- _WORK INSTRUCTION_:
Down to the last character, repeat the entries beneath this task.

[Entries taken from a collection]
// src/mc/path_simulator.rs
//! GBM Path Simulator
//!
//! # Math Framework
//!
//! Paths are sampled from the exact solution of
//! ```text
//! dS_t = (r - q) S_t dt + σ S_t dW_t
//! ```
//! on the uniform grid `t_i = (i + 1) Δt`, `Δt = T / steps`:
//! ```text
//! ln S[i][j] = ln S_0 + Σ_{k ≤ i} ((r - q - σ²/2) Δt + σ √Δt Z[k][j])
//! ```
//!
//! # Pipeline
//!
//! The whole ensemble is built as dense array passes rather than path by path:
//! 1. Draw a `(steps × paths)` block of N(0,1) values in one request
//! 2. Map each draw to its log-increment
//! 3. Prefix-sum along the time axis, seeded with `ln S_0`
//! 4. Exponentiate element-wise
//!
//! Columns never read each other, so the parallel variant splits passes 2-3
//! by path with one counter-based stream per column.

use crate::error::{SimError, SimResult};
use crate::math_utils::Timer;
use crate::mc::ensemble::PathEnsemble;
use crate::models::params::SimulationParameters;
use crate::rng::{NormalSource, RngFactory};
use ndarray::parallel::prelude::*;
use ndarray::{Array2, ArrayViewMut1, Axis};
use tracing::debug;

/// Simulate `params.paths` GBM trajectories from one block of draws.
///
/// Draws are consumed in row-major order: the first `paths` draws drive the
/// first step of every path.
///
/// # Errors
///
/// - [`SimError::InvalidParameter`] for `s0 <= 0`, `sigma <= 0`, `t <= 0`,
///   `steps == 0`, `paths == 0` or non-finite inputs
/// - [`SimError::InsufficientRandomness`] if the source cannot deliver
///   `steps * paths` finite draws
/// - [`SimError::NumericalInstability`] if a price overflows or underflows
///
/// Nothing is returned on failure; there is no partial ensemble.
pub fn simulate<S: NormalSource + ?Sized>(
    params: &SimulationParameters,
    rng: &mut S,
) -> SimResult<PathEnsemble> {
    params.validate()?;
    let timer = Timer::new();
    let model = params.model()?;
    let dt = params.dt();
    let requested = params.draw_count()?;

    let mut draws = vec![0.0; requested];
    rng.fill_standard_normal(&mut draws)?;
    if let Some(idx) = draws.iter().position(|z| !z.is_finite()) {
        return Err(SimError::InsufficientRandomness {
            requested,
            available: idx,
            reason: format!("draw {} is not finite ({})", idx, draws[idx]),
        });
    }

    let mut grid = Array2::from_shape_vec((params.steps, params.paths), draws)?;

    let mu_dt = model.log_drift_per_step(dt);
    let vol_dt = model.diffusion_per_step(dt);
    grid.mapv_inplace(|z| mu_dt + vol_dt * z);

    let mut first = grid.row_mut(0);
    first += params.s0.ln();
    grid.accumulate_axis_inplace(Axis(0), |&prev, curr| *curr += prev);

    grid.mapv_inplace(f64::exp);
    check_prices(&grid)?;

    debug!(
        steps = params.steps,
        paths = params.paths,
        dt,
        elapsed_ms = timer.elapsed_ms(),
        "simulated GBM ensemble"
    );
    Ok(PathEnsemble::from_prices_unchecked(grid, dt))
}

/// [`simulate`] with a seeded `StdRng` for the whole block.
pub fn simulate_seeded(params: &SimulationParameters, seed: u64) -> SimResult<PathEnsemble> {
    let mut rng = RngFactory::new(seed).create_std_rng();
    simulate(params, &mut rng)
}

/// Parallel simulation across paths.
///
/// Path `j` is driven by `CounterRng::new(seed, j)`, so the ensemble depends
/// only on `seed` and never on the rayon thread count. It is a different
/// ensemble from `simulate_seeded(params, seed)`.
pub fn simulate_parallel(params: &SimulationParameters, seed: u64) -> SimResult<PathEnsemble> {
    params.validate()?;
    let timer = Timer::new();
    let model = params.model()?;
    let dt = params.dt();
    let factory = RngFactory::new(seed);
    let mu_dt = model.log_drift_per_step(dt);
    let vol_dt = model.diffusion_per_step(dt);
    let log_s0 = params.s0.ln();

    let mut grid = Array2::<f64>::zeros((params.steps, params.paths));

    // Pass 1: per-column draws mapped to log-increments
    grid.axis_iter_mut(Axis(1))
        .into_par_iter()
        .enumerate()
        .try_for_each(|(j, mut column)| -> SimResult<()> {
            let mut rng = factory.create_counter_rng(j as u64);
            let mut z = vec![0.0; column.len()];
            rng.fill_standard_normal(&mut z)?;
            for (cell, z) in column.iter_mut().zip(z) {
                *cell = mu_dt + vol_dt * z;
            }
            Ok(())
        })?;

    // Pass 2: prefix sum per path
    grid.axis_iter_mut(Axis(1))
        .into_par_iter()
        .for_each(|column| integrate_log_path(column, log_s0));

    // Pass 3
    grid.par_mapv_inplace(f64::exp);
    check_prices(&grid)?;

    debug!(
        steps = params.steps,
        paths = params.paths,
        dt,
        threads = rayon::current_num_threads(),
        elapsed_ms = timer.elapsed_ms(),
        "simulated GBM ensemble in parallel"
    );
    Ok(PathEnsemble::from_prices_unchecked(grid, dt))
}

fn integrate_log_path(mut column: ArrayViewMut1<'_, f64>, log_s0: f64) {
    let mut acc = log_s0;
    for cell in column.iter_mut() {
        acc += *cell;
        *cell = acc;
    }
}

fn check_prices(grid: &Array2<f64>) -> SimResult<()> {
    match grid.iter().find(|p| !(p.is_finite() && **p > 0.0)) {
        Some(bad) => Err(SimError::NumericalInstability {
            method: "GBM path simulation".to_string(),
            reason: format!("price left the representable positive range: {}", bad),
        }),
        None => Ok(()),
    }
}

- _EXERCISE SOLUTION_:
// src/mc/path_simulator.rs
//! GBM Path Simulator
//!
//! # Math Framework
//!
//! Paths are sampled from the exact solution of
//! ```text
//! dS_t = (r - q) S_t dt + σ S_t dW_t
//! ```
//! on the uniform grid `t_i = (i + 1) Δt`, `Δt = T / steps`:
//! ```text
//! ln S[i][j] = ln S_0 + Σ_{k ≤ i} ((r - q - σ²/2) Δt + σ √Δt Z[k][j])
//! ```
//!
//! # Pipeline
//!
//! The whole ensemble is built as dense array passes rather than path by path:
//! 1. Draw a `(steps × paths)` block of N(0,1) values in one request
//! 2. Map each draw to its log-increment
//! 3. Prefix-sum along the time axis, seeded with `ln S_0`
//! 4. Exponentiate element-wise
//!
//! Columns never read each other, so the parallel variant splits passes 2-3
//! by path with one counter-based stream per column.

use crate::error::{SimError, SimResult};
use crate::math_utils::Timer;
use crate::mc::ensemble::PathEnsemble;
use crate::models::params::SimulationParameters;
use crate::rng::{NormalSource, RngFactory};
use ndarray::parallel::prelude::*;
use ndarray::{Array2, ArrayViewMut1, Axis};
use tracing::debug;

/// Simulate `params.paths` GBM trajectories from one block of draws.
///
/// Draws are consumed in row-major order: the first `paths` draws drive the
/// first step of every path.
///
/// # Errors
///
/// - [`SimError::InvalidParameter`] for `s0 <= 0`, `sigma <= 0`, `t <= 0`,
///   `steps == 0`, `paths == 0` or non-finite inputs
/// - [`SimError::InsufficientRandomness`] if the source cannot deliver
///   `steps * paths` finite draws
/// - [`SimError::NumericalInstability`] if a price overflows or underflows
///
/// Nothing is returned on failure; there is no partial ensemble.
pub fn simulate<S: NormalSource + ?Sized>(
    params: &SimulationParameters,
    rng: &mut S,
) -> SimResult<PathEnsemble> {
    params.validate()?;
    let timer = Timer::new();
    let model = params.model()?;
    let dt = params.dt();
    let requested = params.draw_count()?;

    let mut draws = vec![0.0; requested];
    rng.fill_standard_normal(&mut draws)?;
    if let Some(idx) = draws.iter().position(|z| !z.is_finite()) {
        return Err(SimError::InsufficientRandomness {
            requested,
            available: idx,
            reason: format!("draw {} is not finite ({})", idx, draws[idx]),
        });
    }

    let mut grid = Array2::from_shape_vec((params.steps, params.paths), draws)?;

    let mu_dt = model.log_drift_per_step(dt);
    let vol_dt = model.diffusion_per_step(dt);
    grid.mapv_inplace(|z| mu_dt + vol_dt * z);

    let mut first = grid.row_mut(0);
    first += params.s0.ln();
    grid.accumulate_axis_inplace(Axis(0), |&prev, curr| *curr += prev);

    grid.mapv_inplace(f64::exp);
    check_prices(&grid)?;

    debug!(
        steps = params.steps,
        paths = params.paths,
        dt,
        elapsed_ms = timer.elapsed_ms(),
        "simulated GBM ensemble"
    );
    Ok(PathEnsemble::from_prices_unchecked(grid, dt))
}

/// [`simulate`] with a seeded `StdRng` for the whole block.
pub fn simulate_seeded(params: &SimulationParameters, seed: u64) -> SimResult<PathEnsemble> {
    let mut rng = RngFactory::new(seed).create_std_rng();
    simulate(params, &mut rng)
}

/// Parallel simulation across paths.
///
/// Path `j` is driven by `CounterRng::new(seed, j)`, so the ensemble depends
/// only on `seed` and never on the rayon thread count. It is a different
/// ensemble from `simulate_seeded(params, seed)`.
pub fn simulate_parallel(params: &SimulationParameters, seed: u64) -> SimResult<PathEnsemble> {
    params.validate()?;
    let timer = Timer::new();
    let model = params.model()?;
    let dt = params.dt();
    let factory = RngFactory::new(seed);
    let mu_dt = model.log_drift_per_step(dt);
    let vol_dt = model.diffusion_per_step(dt);
    let log_s0 = params.s0.ln();

    let mut grid = Array2::<f64>::zeros((params.steps, params.paths));

    // Pass 1: per-column draws mapped to log-increments
    grid.axis_iter_mut(Axis(1))
        .into_par_iter()
        .enumerate()
        .try_for_each(|(j, mut column)| -> SimResult<()> {
            let mut rng = factory.create_counter_rng(j as u64);
            let mut z = vec![0.0; column.len()];
            rng.fill_standard_normal(&mut z)?;
            for (cell, z) in column.iter_mut().zip(z) {
                *cell = mu_dt + vol_dt * z;
            }
            Ok(())
        })?;

    // Pass 2: prefix sum per path
    grid.axis_iter_mut(Axis(1))
        .into_par_iter()
        .for_each(|column| integrate_log_path(column, log_s0));

    // Pass 3
    grid.par_mapv_inplace(f64::exp);
    check_prices(&grid)?;

    debug!(
        steps = params.steps,
        paths = params.paths,
        dt,
        threads = rayon::current_num_threads(),
        elapsed_ms = timer.elapsed_ms(),
        "simulated GBM ensemble in parallel"
    );
    Ok(PathEnsemble::from_prices_unchecked(grid, dt))
}

fn integrate_log_path(mut column: ArrayViewMut1<'_, f64>, log_s0: f64) {
    let mut acc = log_s0;
    for cell in column.iter_mut() {
        acc += *cell;
        *cell = acc;
    }
}

fn check_prices(grid: &Array2<f64>) -> SimResult<()> {
    match grid.iter().find(|p| !(p.is_finite() && **p > 0.0)) {
        Some(bad) => Err(SimError::NumericalInstability {
            method: "GBM path simulation".to_string(),
            reason: format!("price left the representable positive range: {}", bad),
        }),
        None => Ok(()),
    }
}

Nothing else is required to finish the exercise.